> Try it
Run through the data and copy out every line that mentions the word "checked".

*** Block opens ***

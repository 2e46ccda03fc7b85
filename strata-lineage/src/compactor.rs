//! Compaction committer.
//!
//! Builds a candidate history for one worksheet, checks it, and either swaps
//! it into the session or leaves the session alone. The session log is only
//! touched by [`Compactor::commit`], in a single replace.

use crate::completeness::{CompletenessChecker, DependencyGap};
use crate::consolidate::{ConsolidationReport, Consolidator};
use crate::graph::LineageGraph;
use crate::resolve::{BackwardResolver, TerminalSet};
use serde::{Deserialize, Serialize};
use std::collections::{BTreeMap, BTreeSet, HashMap};
use std::fmt;
use std::time::Instant;
use strata_core::{
    ColumnId, CompactionConfig, CompactionError, HistoryLog, HistorySnapshot, OperationId,
    OperationRecord, ReplayRegistry, SchemaInspector, Session, StrataResult, WorksheetId,
};

// ============================================================================
// RESULT TYPES
// ============================================================================

/// Which part of the history a compaction pass looks at.
#[derive(Debug, Clone, PartialEq, Eq, Hash, Serialize, Deserialize)]
pub struct CandidateScope {
    pub worksheet_id: WorksheetId,
}

impl CandidateScope {
    pub fn worksheet(worksheet_id: impl Into<WorksheetId>) -> Self {
        Self {
            worksheet_id: worksheet_id.into(),
        }
    }
}

/// Why a candidate was not committed.
#[derive(Debug, Clone, Copy, PartialEq, Eq, Serialize, Deserialize)]
pub enum FallbackReason {
    /// The candidate has dependency gaps
    Incomplete,
    /// The configured time budget ran out before the candidate was checked
    TimeBudgetExceeded,
}

impl fmt::Display for FallbackReason {
    fn fmt(&self, f: &mut fmt::Formatter<'_>) -> fmt::Result {
        match self {
            FallbackReason::Incomplete => write!(f, "candidate history is incomplete"),
            FallbackReason::TimeBudgetExceeded => write!(f, "time budget exceeded"),
        }
    }
}

/// Everything a compaction pass computed.
#[derive(Debug, Clone, PartialEq, Serialize, Deserialize)]
pub struct CompactionResult {
    /// Consolidated candidate sequence
    pub compacted_operations: Vec<OperationRecord>,
    /// Union of the terminal sources
    pub used_source_columns: BTreeSet<ColumnId>,
    /// Whether the candidate may replace the live log
    pub complete: bool,
    /// Live log as it was when the pass started
    pub snapshot: HistorySnapshot,
    /// Ids of the in-scope operations before consolidation
    pub candidate_ids: BTreeSet<OperationId>,
    pub per_terminal_sources: BTreeMap<OperationId, BTreeSet<ColumnId>>,
    /// Schema path of each used source column, outermost table first
    pub source_paths: BTreeMap<ColumnId, Vec<String>>,
    pub consolidation: ConsolidationReport,
    pub gaps: Vec<DependencyGap>,
    pub fallback_reason: Option<FallbackReason>,
}

impl CompactionResult {
    fn abandoned(
        snapshot: HistorySnapshot,
        candidate_ids: BTreeSet<OperationId>,
        compacted_operations: Vec<OperationRecord>,
        consolidation: ConsolidationReport,
        reason: FallbackReason,
    ) -> Self {
        Self {
            compacted_operations,
            used_source_columns: BTreeSet::new(),
            complete: false,
            snapshot,
            candidate_ids,
            per_terminal_sources: BTreeMap::new(),
            source_paths: BTreeMap::new(),
            consolidation,
            gaps: Vec::new(),
            fallback_reason: Some(reason),
        }
    }

    /// Number of operations the candidate removes.
    pub fn removed_count(&self) -> usize {
        self.candidate_ids
            .len()
            .saturating_sub(self.compacted_operations.len())
    }
}

/// What [`Compactor::commit`] did to the session.
#[derive(Debug, Clone, PartialEq, Eq, Serialize, Deserialize)]
pub enum CommitOutcome {
    /// The live log was replaced
    Committed { removed: usize, history_len: usize },
    /// The live log was left as it was
    Retained { reason: FallbackReason },
}

impl CommitOutcome {
    pub fn is_committed(&self) -> bool {
        matches!(self, CommitOutcome::Committed { .. })
    }
}

/// Result of [`Compactor::run`]: the history to continue with and a message
/// suitable for the user.
#[derive(Debug, Clone, PartialEq)]
pub struct CompactionOutcome {
    pub history: HistoryLog,
    /// Whether the history was shortened
    pub optimized: bool,
    pub message: String,
    pub result: CompactionResult,
}

// ============================================================================
// COMPACTOR
// ============================================================================

/// History compaction engine.
#[derive(Debug, Clone)]
pub struct Compactor {
    config: CompactionConfig,
}

impl Compactor {
    /// Create a compactor; the configuration is validated first.
    pub fn new(config: CompactionConfig) -> StrataResult<Self> {
        config.validate()?;
        Ok(Self { config })
    }

    pub fn config(&self) -> &CompactionConfig {
        &self.config
    }

    /// Compute a candidate for `scope` without touching the session.
    pub fn compact<S: SchemaInspector + ?Sized>(
        &self,
        session: &Session,
        schema: &S,
        replayers: &ReplayRegistry,
        scope: &CandidateScope,
    ) -> StrataResult<CompactionResult> {
        let deadline = self.config.time_budget().map(|budget| Instant::now() + budget);
        self.compact_with_deadline(session, schema, replayers, scope, deadline)
    }

    /// [`Compactor::compact`] with an explicit deadline, checked between phases.
    pub fn compact_with_deadline<S: SchemaInspector + ?Sized>(
        &self,
        session: &Session,
        schema: &S,
        replayers: &ReplayRegistry,
        scope: &CandidateScope,
        deadline: Option<Instant>,
    ) -> StrataResult<CompactionResult> {
        let snapshot = session.history().snapshot()?;

        let candidate: Vec<OperationRecord> = snapshot
            .operations
            .iter()
            .filter(|op| self.in_scope(op, scope))
            .cloned()
            .collect();
        let candidate_ids: BTreeSet<OperationId> =
            candidate.iter().map(|op| op.operation_id).collect();

        tracing::debug!(
            session_id = %session.session_id,
            worksheet_id = %scope.worksheet_id,
            history_len = snapshot.len(),
            candidate_len = candidate.len(),
            "Selected compaction candidate"
        );

        if past(deadline) {
            return Ok(CompactionResult::abandoned(
                snapshot,
                candidate_ids,
                candidate,
                ConsolidationReport::default(),
                FallbackReason::TimeBudgetExceeded,
            ));
        }

        let consolidation = Consolidator::new(replayers).consolidate(&candidate);
        let compacted = consolidation.operations;
        tracing::debug!(
            candidate_len = candidate.len(),
            consolidated_len = compacted.len(),
            absorbed = consolidation.report.absorbed.len(),
            failed_merges = consolidation.report.failed_merges.len(),
            "Consolidated edit chains"
        );

        if past(deadline) {
            return Ok(CompactionResult::abandoned(
                snapshot,
                candidate_ids,
                compacted,
                consolidation.report,
                FallbackReason::TimeBudgetExceeded,
            ));
        }

        let graph = LineageGraph::build(&compacted);
        tracing::debug!(
            nodes = graph.len(),
            edges = graph.edge_count(),
            "Built lineage graph"
        );
        let terminals = TerminalSet::select(&compacted, &self.config);
        let resolved = BackwardResolver::new(&graph, &compacted, schema).resolve(&terminals);
        let source_paths = resolved
            .used_source_columns
            .iter()
            .filter_map(|c| schema.column_path(c).map(|path| (c.clone(), path)))
            .collect();

        if past(deadline) {
            return Ok(CompactionResult::abandoned(
                snapshot,
                candidate_ids,
                compacted,
                consolidation.report,
                FallbackReason::TimeBudgetExceeded,
            ));
        }

        let report = CompletenessChecker::new(schema).check(&compacted);
        let fallback_reason = (!report.complete).then_some(FallbackReason::Incomplete);

        Ok(CompactionResult {
            compacted_operations: compacted,
            used_source_columns: resolved.used_source_columns,
            complete: report.complete,
            snapshot,
            candidate_ids,
            per_terminal_sources: resolved.per_terminal,
            source_paths,
            consolidation: consolidation.report,
            gaps: report.gaps,
            fallback_reason,
        })
    }

    /// Swap a complete candidate into the session.
    ///
    /// An incomplete candidate leaves the session untouched. Fails with
    /// [`CompactionError::StaleSnapshot`] if the log changed since `result`
    /// was computed.
    pub fn commit(
        &self,
        session: &mut Session,
        result: &CompactionResult,
    ) -> StrataResult<CommitOutcome> {
        if !result.complete {
            let reason = result.fallback_reason.unwrap_or(FallbackReason::Incomplete);
            tracing::info!(
                session_id = %session.session_id,
                reason = %reason,
                gaps = result.gaps.len(),
                "Keeping original history"
            );
            return Ok(CommitOutcome::Retained { reason });
        }

        let live = session.history().fingerprint()?;
        if live != result.snapshot.fingerprint {
            return Err(CompactionError::StaleSnapshot {
                expected: result.snapshot.fingerprint_hex(),
                found: hex::encode(live),
            }
            .into());
        }

        let operations = self.commit_layout(session.history().operations(), result);
        let removed = session.history().len().saturating_sub(operations.len());
        session.history_mut().replace(operations)?;

        tracing::info!(
            session_id = %session.session_id,
            removed,
            history_len = session.history().len(),
            "Committed compacted history"
        );
        Ok(CommitOutcome::Committed {
            removed,
            history_len: session.history().len(),
        })
    }

    /// Compact `scope` and commit the candidate if it is complete.
    pub fn run<S: SchemaInspector + ?Sized>(
        &self,
        session: &mut Session,
        schema: &S,
        replayers: &ReplayRegistry,
        scope: &CandidateScope,
    ) -> StrataResult<CompactionOutcome> {
        let result = self.compact(session, schema, replayers, scope)?;
        let outcome = self.commit(session, &result)?;

        let (optimized, message) = match outcome {
            CommitOutcome::Committed { removed, history_len } => (
                removed > 0,
                format!(
                    "History optimized: {} operations removed, {} remaining",
                    removed, history_len
                ),
            ),
            CommitOutcome::Retained { reason } => (
                false,
                format!("History kept unchanged: {}", reason),
            ),
        };

        Ok(CompactionOutcome {
            history: session.history().clone(),
            optimized,
            message,
            result,
        })
    }

    fn in_scope(&self, op: &OperationRecord, scope: &CandidateScope) -> bool {
        op.has_any_tag(self.config.candidate_tags) && op.worksheet_id == scope.worksheet_id
    }

    /// Sequence the live log becomes on commit.
    fn commit_layout(
        &self,
        live: &[OperationRecord],
        result: &CompactionResult,
    ) -> Vec<OperationRecord> {
        if !self.config.retain_out_of_scope {
            return result.compacted_operations.clone();
        }

        let mut survivors: HashMap<OperationId, &OperationRecord> = result
            .compacted_operations
            .iter()
            .map(|op| (op.operation_id, op))
            .collect();

        live.iter()
            .filter_map(|op| {
                if result.candidate_ids.contains(&op.operation_id) {
                    survivors.remove(&op.operation_id).cloned()
                } else {
                    Some(op.clone())
                }
            })
            .collect()
    }
}

fn past(deadline: Option<Instant>) -> bool {
    deadline.is_some_and(|d| Instant::now() >= d)
}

*** Block closes ***

> Answer to this exercise
    /// The configured time budget ran out before the candidate was checked
    /// [`Compactor::compact`] with an explicit deadline, checked between phases.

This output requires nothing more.